También materializó en una línea de perfumes su defensa de que, en medio de los “estereotipos inamovibles que plantearon los varones, hay mucha gente que no tiene por qué encajar para ser hombre o mujer, y puede vivir de forma mucho más sofisticada”.
Sus fragancias, lanzadas por primera vez en 2016, son tres: una femenina, Peau de soie (piel de seda); otra masculina, Peau de pierre (piel de piedra), y una tercera, Peau d’ailleurs (piel de otro lugar), para todas las identidades no binarias. A la vez, cree que vivimos en una sociedad “mucho menos creativa” que la de las utopías de los 60, en la que se formó: “Nosotros queríamos hacer una revolución, pero hoy veo una enorme tendencia retro, que es lo peor que nos puede pasar a una sociedad. Porque si lo moderno es sospechoso, no hay innovación”.
En su momento, trabajó con Steve Jobs, para quien diseñó el espectacular velero Venus, pero no lo rescata ni luego de muerto: “Era un egomaníaco enorme, por eso tuvo tanto éxito. Era inteligente, pero sólo en los negocios. En realidad no le gustaba la creatividad. Cuando le proponía ideas, su única respuesta era: ‘De ninguna manera, eso es otra mierda de diseñador’. Era la persona menos creativa que jamás conocí –dijo en una entrevista con El País de Madrid–. Fraguó todo un universo, pero ese universo es el prototipo del próximo totalitarismo”.

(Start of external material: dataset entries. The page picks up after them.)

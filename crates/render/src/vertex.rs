use crate::{BufferDesc, BufferUsage, RenderBackend};
use spacekit_common::ComponentId;
use spacekit_ecs::{MeshComponent, VERTEX_FLOATS, VERTEX_STRIDE};
use std::collections::BTreeMap;

struct VertexEntry<B: RenderBackend> {
    buffer: B::Buffer,
    vertex_count: u32,
}

/// Static vertex buffers, one per mesh id, uploaded on first sight.
///
/// Geometry is assumed immutable: later edits to a mesh's vertices are not
/// uploaded, and the draw keeps using the vertex count captured at upload.
pub struct VertexManager<B: RenderBackend> {
    entries: BTreeMap<ComponentId, VertexEntry<B>>,
}

impl<B: RenderBackend> Default for VertexManager<B> {
    fn default() -> Self {
        Self {
            entries: BTreeMap::new(),
        }
    }
}

impl<B: RenderBackend> VertexManager<B> {
    pub fn new() -> Self {
        Self::default()
    }

    pub fn len(&self) -> usize {
        self.entries.len()
    }

    pub fn is_empty(&self) -> bool {
        self.entries.is_empty()
    }

    /// Upload `mesh` if `id` has no buffer yet. Returns false for meshes with
    /// no vertices, which are never uploaded.
    pub fn ensure(&mut self, backend: &B, id: ComponentId, mesh: &MeshComponent) -> bool {
        if self.entries.contains_key(&id) {
            return true;
        }
        let vertex_count = mesh.vertex_count();
        if vertex_count == 0 {
            return false;
        }

        // Zero-pad a trailing partial vertex so the draw never reads past the end.
        let mut data = mesh.vertices().to_vec();
        data.resize(vertex_count as usize * VERTEX_FLOATS, 0.0);

        let buffer = backend.create_buffer(&BufferDesc {
            label: "vertex_buffer",
            size: u64::from(vertex_count) * VERTEX_STRIDE,
            usage: BufferUsage::Vertex,
        });
        backend.write_buffer(&buffer, 0, bytemuck::cast_slice(&data));
        tracing::debug!(mesh = %id, vertex_count, "uploaded vertex buffer");
        self.entries.insert(
            id,
            VertexEntry {
                buffer,
                vertex_count,
            },
        );
        true
    }

    /// Buffer and vertex count captured at upload.
    pub fn get(&self, id: ComponentId) -> Option<(&B::Buffer, u32)> {
        self.entries
            .get(&id)
            .map(|entry| (&entry.buffer, entry.vertex_count))
    }

    pub fn get_vertex_buffer(
        &mut self,
        backend: &B,
        id: ComponentId,
        mesh: &MeshComponent,
    ) -> Option<(&B::Buffer, u32)> {
        if !self.ensure(backend, id, mesh) {
            return None;
        }
        self.get(id)
    }
}

#[cfg(test)]
mod tests {
    use super::*;
    use crate::headless::{BackendEvent, HeadlessBackend};
    use crate::layout::decode_f32s;
    use spacekit_ecs::{Bitmap, MaterialConfig, World};

    fn mesh(world: &mut World, vertices: Vec<f32>) -> MeshComponent {
        let material = world.create_material(MaterialConfig::linear(Bitmap::solid(1, 1, [0; 4])));
        MeshComponent::new(vertices, material)
    }

    #[test]
    fn uploads_once_and_ignores_later_edits() {
        let backend = HeadlessBackend::new();
        let mut world = World::new();
        let mut component = mesh(&mut world, vec![1.0; 24]);
        let mut manager = VertexManager::<HeadlessBackend>::new();

        let (first, count) = manager
            .get_vertex_buffer(&backend, ComponentId(0), &component)
            .map(|(b, c)| (*b, c))
            .unwrap();
        assert_eq!(count, 3);

        component.set_vertices(vec![2.0; 48]);
        let (second, count) = manager
            .get_vertex_buffer(&backend, ComponentId(0), &component)
            .map(|(b, c)| (*b, c))
            .unwrap();
        assert_eq!(first, second);
        assert_eq!(count, 3);
        assert_eq!(backend.summary().buffers, 1);
        assert_eq!(decode_f32s(&backend.buffer_contents(first).unwrap()), vec![1.0; 24]);
    }

    #[test]
    fn partial_vertex_is_zero_padded() {
        let backend = HeadlessBackend::new();
        let mut world = World::new();
        let component = mesh(&mut world, vec![5.0; 10]);
        let mut manager = VertexManager::<HeadlessBackend>::new();
        assert!(manager.ensure(&backend, ComponentId(1), &component));

        let size = backend.events().iter().find_map(|e| match e {
            BackendEvent::CreateBuffer { size, .. } => Some(*size),
            _ => None,
        });
        assert_eq!(size, Some(64));

        let (buffer, count) = manager.get(ComponentId(1)).unwrap();
        assert_eq!(count, 2);
        let floats = decode_f32s(&backend.buffer_contents(*buffer).unwrap());
        assert_eq!(&floats[8..10], &[5.0, 5.0]);
        assert!(floats[10..].iter().all(|f| *f == 0.0));
    }

    #[test]
    fn empty_mesh_is_never_uploaded() {
        let backend = HeadlessBackend::new();
        let mut world = World::new();
        let component = mesh(&mut world, Vec::new());
        let mut manager = VertexManager::<HeadlessBackend>::new();
        assert!(!manager.ensure(&backend, ComponentId(2), &component));
        assert!(manager.is_empty());
        assert_eq!(backend.summary().buffers, 0);
    }
}
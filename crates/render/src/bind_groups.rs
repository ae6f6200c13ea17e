//! Identity-keyed cache of per-scene and per-mesh GPU resources.
//!
//! Two-phase contract: `ensure_*` is idempotent and may allocate; `update_*`
//! allocates nothing and rewrites contents unconditionally. Call both every
//! frame, ensure first.
//!
//! # Invariants
//! - At most one resource set per `SceneId` and per mesh `ComponentId`.
//! - At most one texture and sampler per `MaterialId`; textures are never
//!   rewritten.
//! - Light capacity is checked before any scene buffer is written.
//! - Entries are never evicted.

use crate::layout::{
    self, LightLimits, MeshUniform, SceneUniform, MESH_GROUP, MESH_UNIFORM_SIZE, SCENE_GROUP,
    SCENE_UNIFORM_SIZE,
};
use crate::{BindingResource, BufferDesc, BufferUsage, RenderBackend, RenderError};
use spacekit_common::{ComponentId, MaterialId, SceneId, Transform};
use spacekit_ecs::{Material, MeshComponent};
use spacekit_scene::SceneFrame;
use std::collections::BTreeMap;

struct SceneResources<B: RenderBackend> {
    uniform: B::Buffer,
    directional: B::Buffer,
    point: B::Buffer,
    bind_group: B::BindGroup,
}

struct MeshResources<B: RenderBackend> {
    uniform: B::Buffer,
    bind_group: B::BindGroup,
}

struct MaterialResources<B: RenderBackend> {
    texture: B::Texture,
    sampler: B::Sampler,
}

/// Entry counts, for diagnostics.
#[derive(Debug, Clone, Copy, Default, PartialEq, Eq)]
pub struct CacheStats {
    pub scene_entries: usize,
    pub mesh_entries: usize,
    pub texture_entries: usize,
}

pub struct BindGroupsManager<B: RenderBackend> {
    limits: LightLimits,
    scenes: BTreeMap<SceneId, SceneResources<B>>,
    meshes: BTreeMap<ComponentId, MeshResources<B>>,
    materials: BTreeMap<MaterialId, MaterialResources<B>>,
}

impl<B: RenderBackend> BindGroupsManager<B> {
    pub fn new(limits: LightLimits) -> Self {
        Self {
            limits,
            scenes: BTreeMap::new(),
            meshes: BTreeMap::new(),
            materials: BTreeMap::new(),
        }
    }

    pub fn limits(&self) -> LightLimits {
        self.limits
    }

    pub fn stats(&self) -> CacheStats {
        CacheStats {
            scene_entries: self.scenes.len(),
            mesh_entries: self.meshes.len(),
            texture_entries: self.materials.len(),
        }
    }

    /// Allocate the scene uniform, both light buffers and their bind group
    /// the first time `scene` is seen.
    pub fn ensure_scene(&mut self, backend: &B, pipeline: &B::Pipeline, scene: SceneId) {
        if self.scenes.contains_key(&scene) {
            return;
        }
        let uniform = backend.create_buffer(&BufferDesc {
            label: "scene_uniform",
            size: SCENE_UNIFORM_SIZE,
            usage: BufferUsage::Uniform,
        });
        let directional = backend.create_buffer(&BufferDesc {
            label: "directional_lights",
            size: self.limits.directional_bytes(),
            usage: BufferUsage::Storage,
        });
        let point = backend.create_buffer(&BufferDesc {
            label: "point_lights",
            size: self.limits.point_bytes(),
            usage: BufferUsage::Storage,
        });
        let bind_group = backend.create_bind_group(
            "scene_bind_group",
            pipeline,
            SCENE_GROUP,
            &[
                BindingResource::Buffer(&uniform),
                BindingResource::Buffer(&directional),
                BindingResource::Buffer(&point),
            ],
        );
        tracing::debug!(%scene, "allocated scene resources");
        self.scenes.insert(
            scene,
            SceneResources {
                uniform,
                directional,
                point,
                bind_group,
            },
        );
    }

    /// Upload camera and light data for this frame.
    pub fn update_scene(
        &self,
        backend: &B,
        scene: SceneId,
        frame: &SceneFrame,
    ) -> Result<(), RenderError> {
        self.limits.check(frame)?;
        let resources = self
            .scenes
            .get(&scene)
            .ok_or_else(|| RenderError::NotEnsured(scene.to_string()))?;

        let uniform = SceneUniform::from_frame(frame);
        backend.write_buffer(&resources.uniform, 0, bytemuck::bytes_of(&uniform));

        let directional = layout::pack_directional_lights(&frame.directional_lights);
        if !directional.is_empty() {
            backend.write_buffer(&resources.directional, 0, bytemuck::cast_slice(&directional));
        }
        let point = layout::pack_point_lights(&frame.point_lights);
        if !point.is_empty() {
            backend.write_buffer(&resources.point, 0, bytemuck::cast_slice(&point));
        }
        Ok(())
    }

    pub fn scene_bind_group(&self, scene: SceneId) -> Option<&B::BindGroup> {
        self.scenes.get(&scene).map(|r| &r.bind_group)
    }

    /// Ensure, update and return the scene bind group.
    pub fn get_scene_bind_group(
        &mut self,
        backend: &B,
        pipeline: &B::Pipeline,
        scene: SceneId,
        frame: &SceneFrame,
    ) -> Result<&B::BindGroup, RenderError> {
        self.ensure_scene(backend, pipeline, scene);
        self.update_scene(backend, scene, frame)?;
        self.scene_bind_group(scene)
            .ok_or_else(|| RenderError::NotEnsured(scene.to_string()))
    }

    /// Allocate the mesh uniform and bind group the first time `id` is seen,
    /// reusing the texture and sampler of its material when already resident.
    pub fn ensure_mesh(
        &mut self,
        backend: &B,
        pipeline: &B::Pipeline,
        id: ComponentId,
        mesh: &MeshComponent,
    ) {
        if self.meshes.contains_key(&id) {
            return;
        }
        let material = self.ensure_material(backend, mesh.material());
        let uniform = backend.create_buffer(&BufferDesc {
            label: "mesh_uniform",
            size: MESH_UNIFORM_SIZE,
            usage: BufferUsage::Uniform,
        });
        let bind_group = backend.create_bind_group(
            "mesh_bind_group",
            pipeline,
            MESH_GROUP,
            &[
                BindingResource::Buffer(&uniform),
                BindingResource::Sampler(&material.sampler),
                BindingResource::Texture(&material.texture),
            ],
        );
        tracing::debug!(mesh = %id, material = %mesh.material().id(), "allocated mesh resources");
        self.meshes.insert(id, MeshResources { uniform, bind_group });
    }

    /// Upload the owner's world and normal matrices.
    pub fn update_mesh(
        &self,
        backend: &B,
        id: ComponentId,
        transform: &Transform,
    ) -> Result<(), RenderError> {
        let resources = self
            .meshes
            .get(&id)
            .ok_or_else(|| RenderError::NotEnsured(id.to_string()))?;
        let uniform = MeshUniform::from_transform(transform);
        backend.write_buffer(&resources.uniform, 0, bytemuck::bytes_of(&uniform));
        Ok(())
    }

    pub fn mesh_bind_group(&self, id: ComponentId) -> Option<&B::BindGroup> {
        self.meshes.get(&id).map(|r| &r.bind_group)
    }

    /// Ensure, update and return the mesh bind group.
    pub fn get_mesh_bind_group(
        &mut self,
        backend: &B,
        pipeline: &B::Pipeline,
        id: ComponentId,
        mesh: &MeshComponent,
        transform: &Transform,
    ) -> Result<&B::BindGroup, RenderError> {
        self.ensure_mesh(backend, pipeline, id, mesh);
        self.update_mesh(backend, id, transform)?;
        self.mesh_bind_group(id)
            .ok_or_else(|| RenderError::NotEnsured(id.to_string()))
    }

    fn ensure_material(&mut self, backend: &B, material: &Material) -> &MaterialResources<B> {
        self.materials.entry(material.id()).or_insert_with(|| {
            tracing::debug!(
                material = %material.id(),
                width = material.texture().width(),
                height = material.texture().height(),
                "uploading material texture"
            );
            MaterialResources {
                texture: backend.create_texture("material_texture", material.texture()),
                sampler: backend.create_sampler(material.min_filter(), material.mag_filter()),
            }
        })
    }
}
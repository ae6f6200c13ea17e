use crate::context::GpuContext;
use spacekit_ecs::{Bitmap, FilterMode, VERTEX_STRIDE};
use spacekit_render::layout::{MESH_UNIFORM_SIZE, SCENE_UNIFORM_SIZE};
use spacekit_render::{
    BindingResource, BufferDesc, BufferUsage, PassCommand, PassDesc, PipelineDesc, RenderBackend,
    RenderError,
};
use std::cell::RefCell;
use std::num::NonZeroU64;
use wgpu::util::DeviceExt;

pub const DEPTH_FORMAT: wgpu::TextureFormat = wgpu::TextureFormat::Depth24Plus;

/// Render pipeline with the bind-group layouts it was built against.
pub struct WgpuPipeline {
    pipeline: wgpu::RenderPipeline,
    scene_layout: wgpu::BindGroupLayout,
    mesh_layout: wgpu::BindGroupLayout,
}

/// Surface image being drawn this frame.
pub struct WgpuFrame {
    texture: wgpu::SurfaceTexture,
    view: wgpu::TextureView,
}

/// [`RenderBackend`] over a window surface.
pub struct WgpuBackend {
    context: GpuContext,
    surface_config: RefCell<wgpu::SurfaceConfiguration>,
}

impl WgpuBackend {
    pub fn new(context: GpuContext) -> Self {
        let surface_config = RefCell::new(context.config.clone());
        Self {
            context,
            surface_config,
        }
    }

    pub fn context(&self) -> &GpuContext {
        &self.context
    }

    pub fn surface_format(&self) -> wgpu::TextureFormat {
        self.surface_config.borrow().format
    }

    /// Reconfigure the surface for a new window size. The renderer's depth
    /// target is resized separately.
    pub fn resize_surface(&self, width: u32, height: u32) {
        if width == 0 || height == 0 {
            return;
        }
        let mut config = self.surface_config.borrow_mut();
        config.width = width;
        config.height = height;
        self.context.surface.configure(&self.context.device, &config);
    }

    fn reconfigure(&self) {
        let config = self.surface_config.borrow();
        self.context.surface.configure(&self.context.device, &config);
    }

    fn scene_layout(&self) -> wgpu::BindGroupLayout {
        let storage = |binding| wgpu::BindGroupLayoutEntry {
            binding,
            visibility: wgpu::ShaderStages::FRAGMENT,
            ty: wgpu::BindingType::Buffer {
                ty: wgpu::BufferBindingType::Storage { read_only: true },
                has_dynamic_offset: false,
                min_binding_size: None,
            },
            count: None,
        };
        self.context
            .device
            .create_bind_group_layout(&wgpu::BindGroupLayoutDescriptor {
                label: Some("scene_bind_group_layout"),
                entries: &[
                    wgpu::BindGroupLayoutEntry {
                        binding: 0,
                        visibility: wgpu::ShaderStages::VERTEX | wgpu::ShaderStages::FRAGMENT,
                        ty: wgpu::BindingType::Buffer {
                            ty: wgpu::BufferBindingType::Uniform,
                            has_dynamic_offset: false,
                            min_binding_size: NonZeroU64::new(SCENE_UNIFORM_SIZE),
                        },
                        count: None,
                    },
                    storage(1),
                    storage(2),
                ],
            })
    }

    fn mesh_layout(&self) -> wgpu::BindGroupLayout {
        self.context
            .device
            .create_bind_group_layout(&wgpu::BindGroupLayoutDescriptor {
                label: Some("mesh_bind_group_layout"),
                entries: &[
                    wgpu::BindGroupLayoutEntry {
                        binding: 0,
                        visibility: wgpu::ShaderStages::VERTEX,
                        ty: wgpu::BindingType::Buffer {
                            ty: wgpu::BufferBindingType::Uniform,
                            has_dynamic_offset: false,
                            min_binding_size: NonZeroU64::new(MESH_UNIFORM_SIZE),
                        },
                        count: None,
                    },
                    wgpu::BindGroupLayoutEntry {
                        binding: 1,
                        visibility: wgpu::ShaderStages::FRAGMENT,
                        ty: wgpu::BindingType::Sampler(wgpu::SamplerBindingType::Filtering),
                        count: None,
                    },
                    wgpu::BindGroupLayoutEntry {
                        binding: 2,
                        visibility: wgpu::ShaderStages::FRAGMENT,
                        ty: wgpu::BindingType::Texture {
                            sample_type: wgpu::TextureSampleType::Float { filterable: true },
                            view_dimension: wgpu::TextureViewDimension::D2,
                            multisampled: false,
                        },
                        count: None,
                    },
                ],
            })
    }
}

fn filter(mode: FilterMode) -> wgpu::FilterMode {
    match mode {
        FilterMode::Nearest => wgpu::FilterMode::Nearest,
        FilterMode::Linear => wgpu::FilterMode::Linear,
    }
}

impl RenderBackend for WgpuBackend {
    type Buffer = wgpu::Buffer;
    type Texture = wgpu::TextureView;
    type Sampler = wgpu::Sampler;
    type BindGroup = wgpu::BindGroup;
    type Pipeline = WgpuPipeline;
    type DepthTarget = wgpu::TextureView;
    type Target = WgpuFrame;

    fn create_pipeline(&self, desc: &PipelineDesc<'_>) -> Result<WgpuPipeline, RenderError> {
        let device = &self.context.device;
        device.push_error_scope(wgpu::ErrorFilter::Validation);

        let shader = device.create_shader_module(wgpu::ShaderModuleDescriptor {
            label: Some(desc.label),
            source: wgpu::ShaderSource::Wgsl(desc.source.into()),
        });
        let scene_layout = self.scene_layout();
        let mesh_layout = self.mesh_layout();
        let pipeline_layout = device.create_pipeline_layout(&wgpu::PipelineLayoutDescriptor {
            label: Some("pipeline_layout"),
            bind_group_layouts: &[&scene_layout, &mesh_layout],
            push_constant_ranges: &[],
        });

        let pipeline = device.create_render_pipeline(&wgpu::RenderPipelineDescriptor {
            label: Some(desc.label),
            layout: Some(&pipeline_layout),
            vertex: wgpu::VertexState {
                module: &shader,
                entry_point: Some("vs_main"),
                compilation_options: Default::default(),
                buffers: &[wgpu::VertexBufferLayout {
                    array_stride: VERTEX_STRIDE,
                    step_mode: wgpu::VertexStepMode::Vertex,
                    attributes: &wgpu::vertex_attr_array![
                        0 => Float32x3,
                        1 => Float32x2,
                        2 => Float32x3,
                    ],
                }],
            },
            fragment: Some(wgpu::FragmentState {
                module: &shader,
                entry_point: Some("fs_main"),
                compilation_options: Default::default(),
                targets: &[Some(wgpu::ColorTargetState {
                    format: self.surface_format(),
                    blend: Some(wgpu::BlendState::REPLACE),
                    write_mask: wgpu::ColorWrites::ALL,
                })],
            }),
            primitive: wgpu::PrimitiveState {
                topology: wgpu::PrimitiveTopology::TriangleList,
                cull_mode: Some(wgpu::Face::Back),
                ..Default::default()
            },
            depth_stencil: Some(wgpu::DepthStencilState {
                format: DEPTH_FORMAT,
                depth_write_enabled: true,
                depth_compare: wgpu::CompareFunction::Less,
                stencil: Default::default(),
                bias: Default::default(),
            }),
            multisample: Default::default(),
            multiview: None,
            cache: None,
        });

        if let Some(error) = pollster::block_on(device.pop_error_scope()) {
            return Err(RenderError::Pipeline(error.to_string()));
        }
        tracing::debug!(label = desc.label, "compiled render pipeline");

        Ok(WgpuPipeline {
            pipeline,
            scene_layout,
            mesh_layout,
        })
    }

    fn create_buffer(&self, desc: &BufferDesc<'_>) -> wgpu::Buffer {
        let usage = match desc.usage {
            BufferUsage::Uniform => wgpu::BufferUsages::UNIFORM,
            BufferUsage::Storage => wgpu::BufferUsages::STORAGE,
            BufferUsage::Vertex => wgpu::BufferUsages::VERTEX,
        };
        self.context.device.create_buffer(&wgpu::BufferDescriptor {
            label: Some(desc.label),
            size: desc.size,
            usage: usage | wgpu::BufferUsages::COPY_DST,
            mapped_at_creation: false,
        })
    }

    fn write_buffer(&self, buffer: &wgpu::Buffer, offset: u64, data: &[u8]) {
        self.context.queue.write_buffer(buffer, offset, data);
    }

    fn create_texture(&self, label: &str, bitmap: &Bitmap) -> wgpu::TextureView {
        let texture = self.context.device.create_texture_with_data(
            &self.context.queue,
            &wgpu::TextureDescriptor {
                label: Some(label),
                size: wgpu::Extent3d {
                    width: bitmap.width().max(1),
                    height: bitmap.height().max(1),
                    depth_or_array_layers: 1,
                },
                mip_level_count: 1,
                sample_count: 1,
                dimension: wgpu::TextureDimension::D2,
                format: wgpu::TextureFormat::Rgba8UnormSrgb,
                usage: wgpu::TextureUsages::TEXTURE_BINDING | wgpu::TextureUsages::COPY_DST,
                view_formats: &[],
            },
            wgpu::util::TextureDataOrder::LayerMajor,
            bitmap.pixels(),
        );
        texture.create_view(&wgpu::TextureViewDescriptor::default())
    }

    fn create_sampler(&self, min_filter: FilterMode, mag_filter: FilterMode) -> wgpu::Sampler {
        self.context
            .device
            .create_sampler(&wgpu::SamplerDescriptor {
                label: Some("material_sampler"),
                mag_filter: filter(mag_filter),
                min_filter: filter(min_filter),
                ..Default::default()
            })
    }

    fn create_bind_group(
        &self,
        label: &str,
        pipeline: &WgpuPipeline,
        group: u32,
        resources: &[BindingResource<'_, Self>],
    ) -> wgpu::BindGroup {
        let layout = if group == 0 {
            &pipeline.scene_layout
        } else {
            &pipeline.mesh_layout
        };
        let entries: Vec<wgpu::BindGroupEntry<'_>> = resources
            .iter()
            .enumerate()
            .map(|(binding, resource)| wgpu::BindGroupEntry {
                binding: binding as u32,
                resource: match resource {
                    BindingResource::Buffer(buffer) => buffer.as_entire_binding(),
                    BindingResource::Sampler(sampler) => wgpu::BindingResource::Sampler(sampler),
                    BindingResource::Texture(view) => wgpu::BindingResource::TextureView(view),
                },
            })
            .collect();
        self.context
            .device
            .create_bind_group(&wgpu::BindGroupDescriptor {
                label: Some(label),
                layout,
                entries: &entries,
            })
    }

    fn create_depth_target(&self, width: u32, height: u32) -> wgpu::TextureView {
        let texture = self
            .context
            .device
            .create_texture(&wgpu::TextureDescriptor {
                label: Some("depth_texture"),
                size: wgpu::Extent3d {
                    width: width.max(1),
                    height: height.max(1),
                    depth_or_array_layers: 1,
                },
                mip_level_count: 1,
                sample_count: 1,
                dimension: wgpu::TextureDimension::D2,
                format: DEPTH_FORMAT,
                usage: wgpu::TextureUsages::RENDER_ATTACHMENT,
                view_formats: &[],
            });
        texture.create_view(&Default::default())
    }

    fn acquire_target(&self) -> Result<WgpuFrame, RenderError> {
        if self.context.is_device_lost() {
            return Err(RenderError::DeviceLost);
        }
        match self.context.surface.get_current_texture() {
            Ok(texture) => {
                let view = texture
                    .texture
                    .create_view(&wgpu::TextureViewDescriptor::default());
                Ok(WgpuFrame { texture, view })
            }
            Err(e @ (wgpu::SurfaceError::Lost | wgpu::SurfaceError::Outdated)) => {
                self.reconfigure();
                Err(RenderError::TargetUnavailable(e.to_string()))
            }
            Err(wgpu::SurfaceError::OutOfMemory) => Err(RenderError::OutOfMemory),
            Err(e) => Err(RenderError::TargetUnavailable(e.to_string())),
        }
    }

    fn submit_pass(&self, pass: &PassDesc<'_, Self>) {
        let [r, g, b, a] = pass.clear_color;
        let mut encoder =
            self.context
                .device
                .create_command_encoder(&wgpu::CommandEncoderDescriptor {
                    label: Some("render_encoder"),
                });

        {
            let mut render_pass = encoder.begin_render_pass(&wgpu::RenderPassDescriptor {
                label: Some("main_pass"),
                color_attachments: &[Some(wgpu::RenderPassColorAttachment {
                    view: &pass.target.view,
                    resolve_target: None,
                    ops: wgpu::Operations {
                        load: wgpu::LoadOp::Clear(wgpu::Color { r, g, b, a }),
                        store: wgpu::StoreOp::Store,
                    },
                })],
                depth_stencil_attachment: Some(wgpu::RenderPassDepthStencilAttachment {
                    view: pass.depth,
                    depth_ops: Some(wgpu::Operations {
                        load: wgpu::LoadOp::Clear(1.0),
                        store: wgpu::StoreOp::Store,
                    }),
                    stencil_ops: None,
                }),
                ..Default::default()
            });

            render_pass.set_pipeline(&pass.pipeline.pipeline);
            for command in pass.commands {
                match command {
                    PassCommand::SetBindGroup { index, bind_group } => {
                        render_pass.set_bind_group(*index, *bind_group, &[]);
                    }
                    PassCommand::SetVertexBuffer { slot, buffer } => {
                        render_pass.set_vertex_buffer(*slot, buffer.slice(..));
                    }
                    PassCommand::Draw {
                        vertex_count,
                        instance,
                    } => {
                        render_pass.draw(0..*vertex_count, *instance..*instance + 1);
                    }
                }
            }
        }

        self.context.queue.submit(std::iter::once(encoder.finish()));
    }

    fn present(&self, target: WgpuFrame) {
        target.texture.present();
    }

    fn is_device_lost(&self) -> bool {
        self.context.is_device_lost()
    }
}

Starck es uno de los primeros defensores del diseño sustentable y uno de los diseñadores llamados a pensar cómo será la vida en otros mundos, y creó los interiores de los cuartos de la tripulación, el área de comedor y el módulo de habitación de la cocina para la Estación Espacial Axiom. Es un diseño que evoca “la ingravidez del útero, similar a la de los astronautas que flotan en gravedad cero”, una especie de huevo cuyas paredes están forradas en Leds de colores que varían según la hora del día, el estado de ánimo o el biorritmo de sus habitantes.
“La única cosa en la que creo, como el producto de la relatividad einsteniana que soy, es en que nada existe. Las cosas materiales no existen. Por eso me siento capaz de manipularlas a mi antojo”, dice el hombre que, a los 73 años, es uno de los cerebros del futuro de la humanidad.